# Two-Family Wall Separation



## PhilC (Feb 17, 2010)

A two family dwelling offers some breaks in fire separation requirements per section R317.1 of IRC2006 when compared to townhome requirements of of R317.2.  The townhome section makes specific reference to continuity and exterior walls requirements of R302 because they are always considered seperate buildings.  The two-family dwelling section makes no such reference leading me to believe that R302 is primarily directed at townhomes.  Can we assume that a two family dwelling, even with a zero lot line (non condo/private ownership), is exempt from section R302 exterior walls?  Probably not, but it does not seem to be well documented and it seems odd that arbitrary property lines affect life safety mandates.     Thanks


----------



## FM William Burns (Feb 17, 2010)

Re: Two-Family Wall Separation

My question would be could this be due to the abilities to have more than two dwellings in the townhouse whereas only two are permitted as defined for 1-2 family dwellings and the increased risk associated to multiple hazard?


----------



## AegisFPE (Feb 17, 2010)

Re: Two-Family Wall Separation

While the language is different, I think the intent is the same.



			
				R317.1 said:
			
		

> Dwelling units in two-family dwellings shall be separated from each other...


  Fundamentally, this does not prescribe such separation to occur only at the interface where the dwelling units are in physical contact.





			
				R317.1 said:
			
		

> ...wall assemblies shall extend and be tight against the exterior wall, and wall assemblies shall extend to the underside of roof sheathing.


This seems to describe continuity similar to that found in R317.2.1.If the code anticipates two-family dwellings to be zero-lot-line, then Table R302.1 could also be considered to prescribe a 1-hour for the wall separating the units.

The "break" for not being a townhome appears to be a 1-hour wall versus a 2-hour wall as prescribed for townhomes.


----------



## TJacobs (Feb 17, 2010)

Re: Two-Family Wall Separation



			
				PhilC said:
			
		

> A two family dwelling offers some breaks in fire separation requirements per section R317.1 of IRC2006 when compared to townhome requirements of of R317.2.  The townhome section makes specific reference to continuity and exterior walls requirements of R302 because they are always considered seperate buildings.  The two-family dwelling section makes no such reference leading me to believe that R302 is primarily directed at townhomes.  Can we assume that a two family dwelling, even with a zero lot line (non condo/private ownership), is exempt from section R302 exterior walls?  Probably not, but it does not seem to be well documented and it seems odd that arbitrary property lines affect life safety mandates.     Thanks


The answer is in the definition of FSD:

_FIRE SEPARATION DISTANCE. The distance measured from the __building__ face to one of the following:_

_1.	To the closest interior lot line; or_

_2.	To the centerline of a street, an alley or public way; or_

_3.	To an imaginary line between two __building__s on the lot._

_The distance shall be measured at a right angle from the face of the wall._

The entire two family dwelling is a single building.  Use 317.1 for the separation wall between dwelling units in a two family dwelling.  Use 302 for the FSD to the exterior walls of adjacent buildings.
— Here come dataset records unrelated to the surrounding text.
//! Plain file transport with daily rollover
//!
//! Each logger writes to `{name}-latest.log` inside the transport's
//! directory. Once that file is 24 hours old (measured from its creation
//! time, so appends do not extend it) it is renamed to
//! `{name}-{YYYY-MM-DD}.log`, named after the day it was created, and a new
//! `{name}-latest.log` is started with the current record. With a retention
//! count set, the oldest archives (by modification time) are deleted until at
//! most that many remain.
//!
//! File handles are opened and closed within each write.

use super::clock::Clock;
use crate::core::{LogRecord, LoggerError, LoggerLevel, Result, TimestampFormat, Transport, TransportConfig};
use chrono::{DateTime, Local, NaiveDate};
use serde::{Deserialize, Serialize};
use std::fs::{self, OpenOptions};
use std::io::{self, Write};
use std::path::{Path, PathBuf};
use std::time::{Duration, SystemTime};

/// Age at which `{name}-latest.log` is archived (86 400 000 ms)
pub const ROLLOVER_AGE: Duration = Duration::from_secs(24 * 60 * 60);

/// Directory used when none is configured, relative to the working directory
pub const DEFAULT_LOG_PATH: &str = "logs";

/// Retention value meaning "keep every archive"
pub const UNLIMITED_RETENTION: i64 = -1;

const LATEST_SUFFIX: &str = "-latest.log";
const ARCHIVE_DATE_FORMAT: &str = "%Y-%m-%d";

/// Configuration for [`PlainFileTransport`]
///
/// # Examples
///
/// ```
/// use transport_logger::FileTransportConfig;
///
/// let config: FileTransportConfig = serde_json::from_str(
///     r#"{ "log_path": "/var/log/app", "file_retention": 7, "minimum_level": "debug" }"#,
/// ).unwrap();
/// assert_eq!(config.file_retention, 7);
/// ```
#[derive(Debug, Clone, PartialEq, Eq, Serialize, Deserialize)]
#[serde(default)]
pub struct FileTransportConfig {
    #[serde(flatten)]
    pub transport: TransportConfig,
    /// Directory holding the log files; created (non-recursively) on demand
    pub log_path: PathBuf,
    /// Archives kept per logger name; negative keeps all of them
    pub file_retention: i64,
}

impl Default for FileTransportConfig {
    fn default() -> Self {
        Self {
            transport: TransportConfig::default(),
            log_path: PathBuf::from(DEFAULT_LOG_PATH),
            file_retention: UNLIMITED_RETENTION,
        }
    }
}

/// File transport writing one rolling file per logger name
///
/// # Examples
///
/// ```no_run
/// use transport_logger::prelude::*;
///
/// let transport = PlainFileTransport::new()
///     .with_log_path("/var/log/myapp")
///     .with_file_retention(7)
///     .with_minimum_level(LoggerLevel::Debug);
///
/// let logger = Logger::new("myapp").with_transport(transport);
/// logger.info(&[&"written to /var/log/myapp/myapp-latest.log"]);
/// ```
#[derive(Debug, Clone)]
pub struct PlainFileTransport {
    config: TransportConfig,
    log_path: PathBuf,
    file_retention: i64,
    clock: Clock,
}

impl Default for PlainFileTransport {
    fn default() -> Self {
        Self::with_config(FileTransportConfig::default())
    }
}

impl PlainFileTransport {
    pub fn new() -> Self {
        Self::default()
    }

    pub fn with_config(config: FileTransportConfig) -> Self {
        Self {
            config: config.transport,
            log_path: config.log_path,
            file_retention: config.file_retention,
            clock: Clock::default(),
        }
    }

    #[must_use]
    pub fn with_log_path(mut self, path: impl Into<PathBuf>) -> Self {
        self.log_path = path.into();
        self
    }

    /// Keep at most `count` archives per logger; negative keeps all
    #[must_use]
    pub fn with_file_retention(mut self, count: i64) -> Self {
        self.file_retention = count;
        self
    }

    #[must_use]
    pub fn with_log_format(mut self, format: impl Into<String>) -> Self {
        self.config.log_format = format.into();
        self
    }

    #[must_use]
    pub fn with_time_format(mut self, format: TimestampFormat) -> Self {
        self.config.time_format = format;
        self
    }

    /// Set a custom timestamp format using a strftime-compatible format string
    #[must_use]
    pub fn with_custom_time(mut self, format_str: &str) -> Self {
        self.config.time_format = TimestampFormat::custom(format_str);
        self
    }

    #[must_use]
    pub fn with_minimum_level(mut self, level: LoggerLevel) -> Self {
        self.config.minimum_level = level;
        self
    }

    /// Replace the source of "now" used for the age check
    #[must_use]
    pub fn with_clock(mut self, clock: impl Into<Clock>) -> Self {
        self.clock = clock.into();
        self
    }

    pub fn log_path(&self) -> &Path {
        &self.log_path
    }

    pub fn set_log_path(&mut self, path: impl Into<PathBuf>) {
        self.log_path = path.into();
    }

    pub fn file_retention(&self) -> i64 {
        self.file_retention
    }

    pub fn set_file_retention(&mut self, count: i64) {
        self.file_retention = count;
    }

    /// Path of the file currently written for logger `name`
    pub fn latest_path(&self, name: &str) -> PathBuf {
        self.log_path.join(format!("{}{}", name, LATEST_SUFFIX))
    }

    /// Path a latest file created at `created` is archived under
    pub fn archive_path(&self, name: &str, created: SystemTime) -> PathBuf {
        let date: DateTime<Local> = created.into();
        self.log_path
            .join(format!("{}-{}.log", name, date.format(ARCHIVE_DATE_FORMAT)))
    }

    fn ensure_directory(&self) -> Result<()> {
        if self.log_path.is_dir() {
            return Ok(());
        }
        match fs::create_dir(&self.log_path) {
            Ok(()) => Ok(()),
            Err(e) if e.kind() == io::ErrorKind::AlreadyExists => Ok(()),
            Err(e) => Err(LoggerError::io_operation(
                "create log directory",
                format!("Failed to create directory '{}'", self.log_path.display()),
                e,
            )),
        }
    }

    /// Append to the latest file, archiving it first if it is old enough
    fn append_or_roll(&self, name: &str, latest: &Path, line: &str) -> io::Result<()> {
        let metadata = fs::metadata(latest)?;
        // Not every filesystem records birth time.
        let created = metadata.created().or_else(|_| metadata.modified())?;
        let age = self
            .clock
            .now()
            .duration_since(created)
            .unwrap_or(Duration::ZERO);

        if age >= ROLLOVER_AGE {
            fs::rename(latest, self.archive_path(name, created))?;
            if self.file_retention >= 0 {
                self.enforce_retention(name)?;
            }
            return fs::write(latest, line);
        }

        let mut file = OpenOptions::new().append(true).open(latest)?;
        file.write_all(line.as_bytes())
    }

    /// Delete the oldest archives of `name` beyond the retention count
    fn enforce_retention(&self, name: &str) -> io::Result<()> {
        let keep = usize::try_from(self.file_retention).unwrap_or(0);
        let prefix = format!("{}-", name);

        let mut archives = Vec::new();
        for entry in fs::read_dir(&self.log_path)? {
            let Ok(entry) = entry else {
                continue;
            };
            let file_name = entry.file_name();
            let Some(file_name) = file_name.to_str() else {
                continue;
            };
            if !is_archive_of(file_name, &prefix) {
                continue;
            }
            let modified = match fs::metadata(entry.path()).and_then(|m| m.modified()) {
                Ok(modified) => modified,
                Err(e) => {
                    eprintln!("[WARN] Skipping log archive {}: {}", entry.path().display(), e);
                    continue;
                }
            };
            archives.push((modified, entry.path()));
        }

        if archives.len() <= keep {
            return Ok(());
        }

        archives.sort();
        let excess = archives.len() - keep;
        for (_, path) in archives.into_iter().take(excess) {
            if let Err(e) = fs::remove_file(&path) {
                eprintln!("[WARN] Failed to remove old log archive {}: {}", path.display(), e);
            }
        }
        Ok(())
    }
}

/// `{name}-YYYY-MM-DD.log`; other loggers sharing the prefix do not match
fn is_archive_of(file_name: &str, prefix: &str) -> bool {
    let Some(date) = file_name
        .strip_prefix(prefix)
        .and_then(|rest| rest.strip_suffix(".log"))
    else {
        return false;
    };
    date.len() == "YYYY-MM-DD".len() && NaiveDate::parse_from_str(date, ARCHIVE_DATE_FORMAT).is_ok()
}

impl Transport for PlainFileTransport {
    fn log(&mut self, record: &LogRecord) -> Result<()> {
        self.ensure_directory()?;

        let latest = self.latest_path(&record.name);
        let line = format!("{}\n", record.raw);

        if let Err(e) = self.append_or_roll(&record.name, &latest, &line) {
            if e.kind() != io::ErrorKind::NotFound {
                eprintln!(
                    "[WARN] Could not append to {}: {}. Starting a new file.",
                    latest.display(),
                    e
                );
            }
            fs::write(&latest, &line).map_err(|e| {
                LoggerError::file_transport(
                    latest.display().to_string(),
                    format!("Failed to write log entry: {}", e),
                )
            })?;
        }

        Ok(())
    }

    fn config(&self) -> &TransportConfig {
        &self.config
    }

    fn config_mut(&mut self) -> &mut TransportConfig {
        &mut self.config
    }

    fn name(&self) -> &str {
        "PlainFileTransport"
    }
}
Each dwelling unit in a townhouse is a building.  Use 302 as modified by 317.2 for the FSD to all walls separating dwelling units in a townhouse, and the FSD to all exterior walls of adjacent buildings.

In my opinion fire spread would effect more dwellings in a townhouse thus the greater protection required.


----------



## Mac (Feb 17, 2010)

Re: Two-Family Wall Separation

FWIW I think "townhouses" are meant be sold to individual owners, and have property lines between the units, thus the distance separations and higher exterior wall resistance ratings.

Although not explicitly clear, the terms in 317.1 "Two family dwellings" read as if two-family dwellings pose a lesser spread-of-fire hazard, or are not intended to have property lines between the units. In the event they are sold to separate owners, I guess that's all the fire resistance they get!


----------



## FM William Burns (Feb 17, 2010)

Re: Two-Family Wall Separation

Thanks for the clarification regarding the intent of my question 1 hour v. 2 hour.


----------



## brudgers (Feb 17, 2010)

Re: Two-Family Wall Separation

Two Family Dwellings unlike Townhouses can be stacked.

The requirement is one hour between dwellings regardless of if the separation is horizontal or vertical or both.

Fire separation distance does not enter into it.

And Yes...the requirements are less stringent than for Townhouses.


----------



## mtlogcabin (Feb 17, 2010)

Re: Two-Family Wall Separation



> "townhouses" are meant be sold to individual owners, and have property lines between the units,


Under the IRC there is NO requirement for for a property line between Townhouses.

3 units or more non-stacked much like the old ROW house developments.

The 2 hour common wall or 2 one-hour walls required to extend to the roof deck and exterior walls is nothing more than creating  smaller fire areas using a fire barrrier wall as outlined in the IBC.


----------



## TJacobs (Feb 17, 2010)

Re: Two-Family Wall Separation



			
				brudgers said:
			
		

> Two Family Dwellings unlike Townhouses can be stacked.


Correct



			
				brudgers said:
			
		

> The requirement is one hour between dwellings regardless of if the separation is horizontal or vertical or both.


Correct


			
				brudgers said:
			
		

> Fire separation distance does not enter into it.


Incorrect, go back and re-read the OP, FSD applies to the exterior walls to adjacent buildings even in a two family stacked.  He asked if he could ignore FSD and with your simplistic answer he might think he could.



			
				brudgers said:
			
		

> And Yes...the requirements are less stringent than for Townhouses.


Correct


----------